En conclusion s’il est difficile de trancher sur la performance énergétique des TGV par rapport aux autres moyens de transports ils introduisent aujourd’hui un besoin en énergie supplémentaire qui est loin d’être négligeable sur les infrastructures de production et de transport d’électricité.

La conjugaison d’une course aux LGV et à la vitesse accrue des TGV (AGV) dans la prochaine décennie doit être confrontée, d’une part à l’impérative réduction de notre empreinte écologique et à la limitation de la consommation des carburants fossiles (pétrole, gaz, charbon…), et d’autre part au danger immanent du nucléaire civil qui vient de se rappeler monstrueusement à nous dans la catastrophe japonaise.

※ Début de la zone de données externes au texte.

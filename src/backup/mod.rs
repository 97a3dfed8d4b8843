pub mod filters;
pub mod manager;
pub mod runner;
pub mod summary;

pub use manager::BackupManager;
pub use summary::{ChangeReport, ChangeSummary};

use chrono::{DateTime, Utc};
use serde::{Deserialize, Serialize};
use std::collections::BTreeMap;
use std::path::PathBuf;

use crate::jobs::Trigger;
use crate::notify::RepoNotifications;
use crate::scheduler::{LastRunStatus, ScheduleConfig};

/// Number of output characters kept on the repository after a backup.
pub const OUTPUT_TAIL_CHARS: usize = 500;

/// A backend the engine can write revisions to.
#[derive(Debug, Clone, Default, PartialEq, Eq, Serialize, Deserialize)]
#[serde(rename_all = "camelCase", default)]
pub struct StorageTarget {
    /// Alias passed to `-storage`.
    pub name: String,
    pub label: String,
    pub url: String,
    pub is_default: bool,
    /// Extra environment for this backend (credentials, endpoints).
    pub env: BTreeMap<String, String>,
}

impl StorageTarget {
    pub fn display_name(&self) -> &str {
        if self.label.is_empty() {
            &self.name
        } else {
            &self.label
        }
    }
}

#[derive(Debug, Clone, Default, PartialEq, Eq, Serialize, Deserialize)]
#[serde(rename_all = "camelCase", default)]
pub struct Replication {
    pub enabled: bool,
    pub from: Option<String>,
    pub to: Option<String>,
}

/// A directory protected by the engine, with its storages and schedule.
#[derive(Debug, Clone, PartialEq, Serialize, Deserialize)]
#[serde(rename_all = "camelCase")]
pub struct Repository {
    pub id: String,
    pub name: String,
    pub path: PathBuf,
    pub snapshot_id: String,
    #[serde(default)]
    pub storages: Vec<StorageTarget>,
    #[serde(default)]
    pub password: Option<String>,
    #[serde(default)]
    pub encrypted: bool,
    #[serde(default)]
    pub content_selection: Vec<String>,
    #[serde(default)]
    pub replication: Replication,
    #[serde(default)]
    pub schedule: ScheduleConfig,
    #[serde(default)]
    pub notifications: RepoNotifications,
    #[serde(default)]
    pub last_backup: Option<DateTime<Utc>>,
    #[serde(default)]
    pub last_backup_status: Option<LastRunStatus>,
    #[serde(default)]
    pub last_backup_trigger: Option<Trigger>,
    #[serde(default)]
    pub last_backup_output: Option<String>,
    #[serde(default)]
    pub last_backup_summary: Option<ChangeReport>,
    pub created_at: DateTime<Utc>,
}

impl Repository {
    pub fn new(name: impl Into<String>, path: impl Into<PathBuf>, snapshot_id: impl Into<String>) -> Self {
        Self {
            id: uuid::Uuid::new_v4().to_string(),
            name: name.into(),
            path: path.into(),
            snapshot_id: snapshot_id.into(),
            storages: Vec::new(),
            password: None,
            encrypted: false,
            content_selection: Vec::new(),
            replication: Replication::default(),
            schedule: ScheduleConfig::default(),
            notifications: RepoNotifications::default(),
            last_backup: None,
            last_backup_status: None,
            last_backup_trigger: None,
            last_backup_output: None,
            last_backup_summary: None,
            created_at: Utc::now(),
        }
    }

    /// The storage flagged default, else the first one.
    pub fn primary_storage(&self) -> Option<&StorageTarget> {
        self.storages
            .iter()
            .find(|s| s.is_default)
            .or_else(|| self.storages.first())
    }

    pub fn storage(&self, name: &str) -> Option<&StorageTarget> {
        self.storages.iter().find(|s| s.name == name)
    }

    /// JSON for API responses: the password is replaced by `hasPassword`.
    pub fn to_public_json(&self) -> serde_json::Value {
        let mut value = serde_json::to_value(self).unwrap_or(serde_json::Value::Null);
        if let Some(map) = value.as_object_mut() {
            map.remove("password");
            map.insert(
                "hasPassword".to_string(),
                serde_json::Value::Bool(self.password.as_deref().is_some_and(|p| !p.is_empty())),
            );
            for storage in map
                .get_mut("storages")
                .and_then(|s| s.as_array_mut())
                .into_iter()
                .flatten()
            {
                if let Some(env) = storage.get_mut("env").and_then(|e| e.as_object_mut()) {
                    for v in env.values_mut() {
                        *v = serde_json::Value::String("********".to_string());
                    }
                }
            }
        }
        value
    }
}

/// A storage registered on its own, so revisions can be restored from it on a
/// machine that never ran the backup.
#[derive(Debug, Clone, PartialEq, Eq, Serialize, Deserialize)]
#[serde(rename_all = "camelCase")]
pub struct StorageRecord {
    pub id: String,
    pub name: String,
    pub url: String,
    #[serde(default)]
    pub password: Option<String>,
    #[serde(default)]
    pub env: BTreeMap<String, String>,
    pub created_at: DateTime<Utc>,
}

impl StorageRecord {
    pub fn new(name: impl Into<String>, url: impl Into<String>) -> Self {
        Self {
            id: uuid::Uuid::new_v4().to_string(),
            name: name.into(),
            url: url.into(),
            password: None,
            env: BTreeMap::new(),
            created_at: Utc::now(),
        }
    }

    pub fn to_public_json(&self) -> serde_json::Value {
        serde_json::json!({
            "id": self.id,
            "name": self.name,
            "url": self.url,
            "hasPassword": self.password.as_deref().is_some_and(|p| !p.is_empty()),
            "envKeys": self.env.keys().collect::<Vec<_>>(),
            "createdAt": self.created_at,
        })
    }
}

/// Extra engine environment for one storage of a repository.
pub trait EnvResolver: Send + Sync {
    fn storage_env(&self, repo: &Repository, storage: &str) -> BTreeMap<String, String>;
}

/// Uses the environment stored on the matching storage record as-is.
#[derive(Debug, Clone, Copy, Default)]
pub struct RecordEnvResolver;

impl EnvResolver for RecordEnvResolver {
    fn storage_env(&self, repo: &Repository, storage: &str) -> BTreeMap<String, String> {
        repo.storage(storage).map(|s| s.env.clone()).unwrap_or_default()
    }
}

#[cfg(test)]
mod tests {
    use super::*;

    fn target(name: &str, is_default: bool) -> StorageTarget {
        StorageTarget {
            name: name.to_string(),
            url: format!("/mnt/{}", name),
            is_default,
            ..Default::default()
        }
    }

    #[test]
    fn test_primary_storage_prefers_default_flag() {
        let mut repo = Repository::new("Laptop", "/home/me", "laptop");
        assert!(repo.primary_storage().is_none());

        repo.storages = vec![target("usb", false), target("nas", true)];
        assert_eq!(repo.primary_storage().unwrap().name, "nas");

        repo.storages[1].is_default = false;
        assert_eq!(repo.primary_storage().unwrap().name, "usb");
    }

    #[test]
    fn test_public_json_hides_secrets() {
        let mut repo = Repository::new("Laptop", "/home/me", "laptop");
        repo.password = Some("hunter2".to_string());
        let mut s3 = target("s3", true);
        s3.env.insert("DUPLICACY_S3_SECRET".to_string(), "abc".to_string());
        repo.storages.push(s3);

        let json = repo.to_public_json();
        let text = json.to_string();
        assert!(!text.contains("hunter2"));
        assert!(!text.contains("\"abc\""));
        assert_eq!(json["hasPassword"], true);
        assert_eq!(json["snapshotId"], "laptop");
    }

    #[test]
    fn test_storage_record_public_json_hides_secrets() {
        let mut record = StorageRecord::new("Offsite", "s3://eu/bucket");
        record.password = Some("hunter2".to_string());
        record.env.insert("DUPLICACY_S3_SECRET".to_string(), "abc".to_string());

        let json = record.to_public_json();
        let text = json.to_string();
        assert!(!text.contains("hunter2"));
        assert!(!text.contains("\"abc\""));
        assert_eq!(json["hasPassword"], true);
        assert_eq!(json["envKeys"][0], "DUPLICACY_S3_SECRET");
    }

    #[test]
    fn test_record_env_resolver() {
        let mut repo = Repository::new("Laptop", "/home/me", "laptop");
        let mut nas = target("nas", true);
        nas.env.insert("SSH_KEY_FILE".to_string(), "/keys/nas".to_string());
        repo.storages.push(nas);

        let env = RecordEnvResolver.storage_env(&repo, "nas");
        assert_eq!(env.get("SSH_KEY_FILE").map(String::as_str), Some("/keys/nas"));
        assert!(RecordEnvResolver.storage_env(&repo, "missing").is_empty());
    }
}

La course sans fin à la puissance et à la vitesse trouve ici ses limites.

Les incontournables besoins énergétiques de demain, tant mondiaux (nous seront bientôt 9 milliards sur Terre), que locaux (le projet Métropole 3.0 de l’agglomération bordelaise prédit une métropole d’environ 1 million de personnes), impliquent que nous réfléchissions aux besoins incontournables de base pour la survie de nos enfants. Nous devrons les éduquer, les soigner, les chauffer, les nourrir et ils devront faire de même pour nous, les anciens, devenus plus nombreux.

L’Energie sera trop précieuse pour nos écoles, nos hôpitaux, nos cultures de demain pour aller la gaspiller dans une compétition mégalomane pour des transports allant à 300, 400 ou 500 km/h.

Faudra-t-il, comme depuis des décennies maintenant, reproduire le sacrifice de nos enfants au dieu Moloch de la Vitesse ?

Que pèseront quelques minutes ou quelques dizaines de minutes gagnées (pourquoi faire?) sur un parcours de quelques centaines de km face à la raréfaction et au surenchérissement des ressources énergétiques ?

Devrons-nous vivre dans une atmosphère de CO², ou sous la férule atomique et le spectre des Three Mile Island, Tchernobyl et Fukushima pour assouvir notre soif de vitesse dans quelques TGV ?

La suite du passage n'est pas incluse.